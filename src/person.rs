//! Library members and staff.

use serde::{Deserialize, Serialize};

use crate::{
    book::Book,
    core::{library::Library, listing::Describe},
    types::{BookHandle, MemberHandle},
};

mod sealed {
    pub trait Sealed {}

    impl Sealed for super::Member {}
    impl Sealed for super::Staff {}
}

/// Someone known to the library by name and id.
///
/// Sealed: [`Member`] and [`Staff`] are the only implementors.
///
/// ```compile_fail
/// use libcatalog::{core::listing::Describe, person::Person};
///
/// struct Visitor;
///
/// impl Describe for Visitor {
///     fn describe(&self) -> String {
///         "Visitor".to_string()
///     }
/// }
///
/// impl Person for Visitor {
///     fn name(&self) -> &str {
///         "guest"
///     }
///
///     fn id(&self) -> &str {
///         "V-1"
///     }
/// }
/// ```
pub trait Person: sealed::Sealed + Describe {
    /// Display name.
    fn name(&self) -> &str;
    /// Member or staff id, unvalidated.
    fn id(&self) -> &str;
}

/// A registered library member.
#[derive(Debug, Clone, PartialEq, Eq, Serialize, Deserialize)]
pub struct Member {
    name: String,
    id: String,
}

impl Member {
    /// Creates a member from a name and member id.
    pub fn new(name: impl Into<String>, id: impl Into<String>) -> Self {
        Self {
            name: name.into(),
            id: id.into(),
        }
    }
}

impl Person for Member {
    fn name(&self) -> &str {
        &self.name
    }

    fn id(&self) -> &str {
        &self.id
    }
}

impl Describe for Member {
    fn describe(&self) -> String {
        format!("Library Member: {}, ID: {}", self.name, self.id)
    }
}

/// A library staff member, able to register books and members.
#[derive(Debug, Clone, PartialEq, Eq, Serialize, Deserialize)]
pub struct Staff {
    name: String,
    id: String,
}

impl Staff {
    /// Creates a staff member from a name and staff id.
    pub fn new(name: impl Into<String>, id: impl Into<String>) -> Self {
        Self {
            name: name.into(),
            id: id.into(),
        }
    }

    /// Registers `member` in `library`. Same effect as [`Library::add_member`].
    pub fn register_member(&self, library: &mut Library, member: Member) -> MemberHandle {
        tracing::debug!(staff_id = %self.id, member_id = %member.id, "staff registering member");
        library.add_member(member)
    }

    /// Registers `book` in `library`. Same effect as [`Library::add_book`].
    pub fn register_book(&self, library: &mut Library, book: Book) -> BookHandle {
        tracing::debug!(staff_id = %self.id, isbn = %book.isbn(), "staff registering book");
        library.add_book(book)
    }
}

impl Person for Staff {
    fn name(&self) -> &str {
        &self.name
    }

    fn id(&self) -> &str {
        &self.id
    }
}

impl Describe for Staff {
    fn describe(&self) -> String {
        format!("Library Staff: {}, ID: {}", self.name, self.id)
    }
}
//! In-memory library container and listing helpers.

/// Library container owning books, members and staff.
pub mod library;
/// Describe capability and listing writer.
pub mod listing;
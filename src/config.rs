//! Library construction options.

/// Options applied when building a [`crate::core::library::Library`].
#[derive(Debug, Clone)]
pub struct LibraryConfig {
    /// Record a [`crate::events::CatalogEvent`] for every change. Off by
    /// default; when on, the caller must drain the journal.
    pub record_events: bool,
    /// Initial capacity of the book list.
    pub books_capacity: usize,
    /// Initial capacity of the member list.
    pub members_capacity: usize,
    /// Initial capacity of the staff list.
    pub staff_capacity: usize,
}

impl Default for LibraryConfig {
    fn default() -> Self {
        Self {
            record_events: false,
            books_capacity: 0,
            members_capacity: 0,
            staff_capacity: 0,
        }
    }
}
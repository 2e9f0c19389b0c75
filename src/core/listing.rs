use std::io::Write;

/// Header written before the book listing.
pub const BOOKS_HEADER: &str = "Books in Library:";
/// Header written before the member listing.
pub const MEMBERS_HEADER: &str = "Library Members:";
/// Header written before the staff listing.
pub const STAFF_HEADER: &str = "Library Staff:";

/// One-line human readable summary of a catalog entity.
pub trait Describe {
    /// Returns the summary line, without a trailing newline.
    fn describe(&self) -> String;
}

/// Writes `header` and then one described line per item, in order.
pub fn write_listing<'a, W, T, I>(out: &mut W, header: &str, items: I) -> std::io::Result<()>
where
    W: Write + ?Sized,
    T: Describe + 'a,
    I: IntoIterator<Item = &'a T>,
{
    writeln!(out, "{header}")?;
    for item in items {
        writeln!(out, "{}", item.describe())?;
    }
    Ok(())
}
────────────────────
- _Task to complete_: Keeping each line exactly as it is, retype all of the data.

- _Result below_:
filename src/person.rs
//! Library members and staff.

use serde::{Deserialize, Serialize};

use crate::{
    book::Book,
    core::{library::Library, listing::Describe},
    types::{BookHandle, MemberHandle},
};

mod sealed {
    pub trait Sealed {}

    impl Sealed for super::Member {}
    impl Sealed for super::Staff {}
}

/// Someone known to the library by name and id.
///
/// Sealed: [`Member`] and [`Staff`] are the only implementors.
///
/// ```compile_fail
/// use libcatalog::{core::listing::Describe, person::Person};
///
/// struct Visitor;
///
/// impl Describe for Visitor {
///     fn describe(&self) -> String {
///         "Visitor".to_string()
///     }
/// }
///
/// impl Person for Visitor {
///     fn name(&self) -> &str {
///         "guest"
///     }
///
///     fn id(&self) -> &str {
///         "V-1"
///     }
/// }
/// ```
pub trait Person: sealed::Sealed + Describe {
    /// Display name.
    fn name(&self) -> &str;
    /// Member or staff id, unvalidated.
    fn id(&self) -> &str;
}

/// A registered library member.
#[derive(Debug, Clone, PartialEq, Eq, Serialize, Deserialize)]
pub struct Member {
    name: String,
    id: String,
}

impl Member {
    /// Creates a member from a name and member id.
    pub fn new(name: impl Into<String>, id: impl Into<String>) -> Self {
        Self {
            name: name.into(),
            id: id.into(),
        }
    }
}

impl Person for Member {
    fn name(&self) -> &str {
        &self.name
    }

    fn id(&self) -> &str {
        &self.id
    }
}

impl Describe for Member {
    fn describe(&self) -> String {
        format!("Library Member: {}, ID: {}", self.name, self.id)
    }
}

/// A library staff member, able to register books and members.
#[derive(Debug, Clone, PartialEq, Eq, Serialize, Deserialize)]
pub struct Staff {
    name: String,
    id: String,
}

impl Staff {
    /// Creates a staff member from a name and staff id.
    pub fn new(name: impl Into<String>, id: impl Into<String>) -> Self {
        Self {
            name: name.into(),
            id: id.into(),
        }
    }

    /// Registers `member` in `library`. Same effect as [`Library::add_member`].
    pub fn register_member(&self, library: &mut Library, member: Member) -> MemberHandle {
        tracing::debug!(staff_id = %self.id, member_id = %member.id, "staff registering member");
        library.add_member(member)
    }

    /// Registers `book` in `library`. Same effect as [`Library::add_book`].
    pub fn register_book(&self, library: &mut Library, book: Book) -> BookHandle {
        tracing::debug!(staff_id = %self.id, isbn = %book.isbn(), "staff registering book");
        library.add_book(book)
    }
}

impl Person for Staff {
    fn name(&self) -> &str {
        &self.name
    }

    fn id(&self) -> &str {
        &self.id
    }
}

impl Describe for Staff {
    fn describe(&self) -> String {
        format!("Library Staff: {}, ID: {}", self.name, self.id)
    }
}
//! In-memory library container and listing helpers.

/// Library container owning books, members and staff.
pub mod library;
/// Describe capability and listing writer.
pub mod listing;
filename src/config.rs
//! Library construction options.

/// Options applied when building a [`crate::core::library::Library`].
#[derive(Debug, Clone)]
pub struct LibraryConfig {
    /// Record a [`crate::events::CatalogEvent`] for every change. Off by
    /// default; when on, the caller must drain the journal.
    pub record_events: bool,
    /// Initial capacity of the book list.
    pub books_capacity: usize,
    /// Initial capacity of the member list.
    pub members_capacity: usize,
    /// Initial capacity of the staff list.
    pub staff_capacity: usize,
}

impl Default for LibraryConfig {
    fn default() -> Self {
        Self {
            record_events: false,
            books_capacity: 0,
            members_capacity: 0,
            staff_capacity: 0,
        }
    }
}
repository 2e9f0c19389b0c75
filename src/core/listing.rs
use std::io::Write;

/// Header written before the book listing.
pub const BOOKS_HEADER: &str = "Books in Library:";
/// Header written before the member listing.
pub const MEMBERS_HEADER: &str = "Library Members:";
/// Header written before the staff listing.
pub const STAFF_HEADER: &str = "Library Staff:";

/// One-line human readable summary of a catalog entity.
pub trait Describe {
    /// Returns the summary line, without a trailing newline.
    fn describe(&self) -> String;
}

/// Writes `header` and then one described line per item, in order.
pub fn write_listing<'a, W, T, I>(out: &mut W, header: &str, items: I) -> std::io::Result<()>
where
    W: Write + ?Sized,
    T: Describe + 'a,
    I: IntoIterator<Item = &'a T>,
{
    writeln!(out, "{header}")?;
    for item in items {
        writeln!(out, "{}", item.describe())?;
    }
    Ok(())
}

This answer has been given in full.